Tiessa schloss hastig die Tür. Sie wollte auf keinen Fall, dass er glaubte, sie habe nach ihm Ausschau gehalten. Rasch hockte sie sich auf den Boden, um das Scharleikraut zu bündeln, doch während ihre Hände arbeiteten, spitzte sie die Ohren. Hühnergegacker, Barro begrüßte den Ankömmling mit Gekläff, dann war Corba zu hören, die Ivos Namen rief. Die Mutter sprach mit ihm. Sie würde sich jetzt wohl überschwänglich für die Rettung der Tochter bedanken. Auch Ivo sagte einige Worte. Sie klangen freundlich, fast schüchtern, das übergroße Lob war ihm hörbar peinlich.
Tiessa warf die gebundenen Kräuter in einen Korb und richtete sich auf. Sie hatte das Gefühl, schwer atmen zu können, was ganz sicher an dem intensiven Geruch des Scharlei lag. Ivo war am Morgen gemeinsam mit dem Vater auf die Burg gegangen, da Jean ihn seinem Herrn Gottfried von Perche vorstellen wollte. Weshalb kam er jetzt allein, ohne den Vater, zurück?

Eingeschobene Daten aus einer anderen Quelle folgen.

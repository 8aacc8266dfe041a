//! CLI interface for the supervisor matcher

use clap::{Parser, Subcommand};
use std::path::{Path, PathBuf};

#[derive(Parser)]
#[command(name = "supervisor-matcher")]
#[command(version)]
#[command(about = "Rank research supervisors for a student project")]
#[command(long_about = "Match a student project against supervisor research interests using semantic similarity, methodology and skill keywords, and domain term overlap")]
pub struct Cli {
    #[command(subcommand)]
    pub command: Commands,

    /// Enable verbose logging
    #[arg(short, long, global = true)]
    pub verbose: bool,

    /// Configuration file path
    #[arg(short, long, global = true)]
    pub config: Option<PathBuf>,
}

#[derive(Subcommand)]
pub enum Commands {
    /// Rank supervisors for a project
    Match {
        /// Project file: description as PDF, TXT or MD, or a project JSON
        #[arg(short, long)]
        project: PathBuf,

        /// Supervisor directory (JSON array of profiles)
        #[arg(short, long)]
        supervisors: PathBuf,

        /// Student name
        #[arg(long)]
        student: Option<String>,

        /// Student identifier used in match history
        #[arg(long)]
        student_id: Option<String>,

        /// Project title
        #[arg(short, long)]
        title: Option<String>,

        /// Technical requirements, comma separated
        #[arg(long, value_delimiter = ',')]
        tech: Vec<String>,

        /// Primary research methodology
        #[arg(short, long)]
        methodology: Option<String>,

        /// Embedding backend: bert or model2vec
        #[arg(short, long)]
        backend: Option<String>,

        /// Embedding model to use
        #[arg(short, long)]
        embedding: Option<String>,

        /// Number of matches to show (0 for all)
        #[arg(short = 'n', long)]
        top: Option<usize>,

        /// Output format: console, text, json, markdown, html
        #[arg(short, long)]
        output: Option<String>,

        /// Save output to a file, or into a directory under a generated name
        #[arg(long)]
        save: Option<PathBuf>,

        /// Record the best match in this history file (JSON Lines)
        #[arg(long)]
        history: Option<PathBuf>,

        /// Output detailed scores
        #[arg(short, long)]
        detailed: bool,
    },

    /// Show match history for a student
    History {
        /// History file (JSON Lines)
        file: PathBuf,

        /// Student identifier
        student: String,
    },

    /// Model management commands
    Models {
        #[command(subcommand)]
        action: ModelAction,
    },

    /// Show configuration
    Config {
        #[command(subcommand)]
        action: Option<ConfigAction>,
    },
}

#[derive(Subcommand)]
pub enum ModelAction {
    /// List available models
    List {
        /// Show only downloaded models
        #[arg(long)]
        downloaded: bool,
    },

    /// Download a model
    Download {
        /// Model name or HuggingFace repo ID
        model: String,

        /// Force re-download if model exists
        #[arg(short, long)]
        force: bool,
    },

    /// Remove a downloaded model
    Remove {
        /// Model name to remove
        model: String,
    },

    /// Show model information
    Info {
        /// Model name
        model: String,
    },
}

#[derive(Subcommand)]
pub enum ConfigAction {
    /// Show current configuration
    Show,

    /// Print the configuration file path
    Path,

    /// Reset configuration to defaults
    Reset,

    /// Set a configuration value
    Set {
        /// Configuration key (e.g., "scoring.weights.research_alignment" or "output.top_n")
        key: String,

        /// Configuration value
        value: String,
    },
}

/// Validate file extension
pub fn validate_file_extension(path: &Path, allowed_extensions: &[&str]) -> Result<(), String> {
    match path.extension().and_then(|ext| ext.to_str()) {
        Some(ext) => {
            if allowed_extensions.contains(&ext.to_lowercase().as_str()) {
                Ok(())
            } else {
                Err(format!(
                    "Unsupported file extension: .{}. Allowed: {}",
                    ext,
                    allowed_extensions.join(", ")
                ))
            }
        }
        None => Err("File has no extension".to_string()),
    }
}

#[cfg(test)]
mod tests {
    use super::*;

    #[test]
    fn test_match_command_parses() {
        let cli = Cli::try_parse_from([
            "supervisor-matcher",
            "match",
            "--project",
            "proposal.md",
            "--supervisors",
            "staff.json",
            "--student",
            "Ada",
            "--tech",
            "Python,PyTorch",
            "-n",
            "5",
        ])
        .unwrap();

        match cli.command {
            Commands::Match { tech, top, student, .. } => {
                assert_eq!(tech, vec!["Python", "PyTorch"]);
                assert_eq!(top, Some(5));
                assert_eq!(student.as_deref(), Some("Ada"));
            }
            _ => panic!("expected match command"),
        }
    }

    #[test]
    fn test_validate_file_extension() {
        assert!(validate_file_extension(Path::new("a.PDF"), &["pdf", "md"]).is_ok());
        assert!(validate_file_extension(Path::new("a.docx"), &["pdf"]).is_err());
        assert!(validate_file_extension(Path::new("a"), &["pdf"]).is_err());
    }
}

Gottfried von Perche war zwar ein guter Herr – zumindest der Vater sagte das –, aber er sollte auch eigenartig sein, nicht jeder kam mit ihm zurecht.
Draußen auf dem Hof scheuchte die Mutter das Federvieh davon und öffnete die Küchentür mit einem hastigen Ruck.
» Sieh, wer gekommen ist, Tiessa! «
Ivo wusste nicht recht, wohin er die Füße setzen sollte, denn fast der ganze Küchenboden lag voller Kräuter. Er machte weite Schritte, um keines der Blättchen zu zertreten, und behauptete lachend, die Frauen wollten ihn in die Irre führen und seine Sinne mit Kräuterduft betäuben. Dabei seien diese Mittel gar nicht notwendig, allein die Gegenwart zweier so schöner Damen versetze ihn schon in Verwirrung.
» Denk dir nur, Tiessa! Der Graf wird Ivo in seinen Dienst nehmen! « , rief Corba fröhlich.
Er hatte jetzt den Blick auf Tiessa gerichtet und schien neugierig, wie sie die Nachricht aufnehmen würde. Sie lächelte, es gefiel ihr – ja, sie war sogar erleichtert.
» Ich komme, um mein Pferd und mein Gepäck zu holen « , erklärte er. » Mein Quartier wird ab jetzt oben in der Burg sein. «
Immer noch sah er sie an, fast schon zu lange, denn es wurde ihr plötzlich sehr warm.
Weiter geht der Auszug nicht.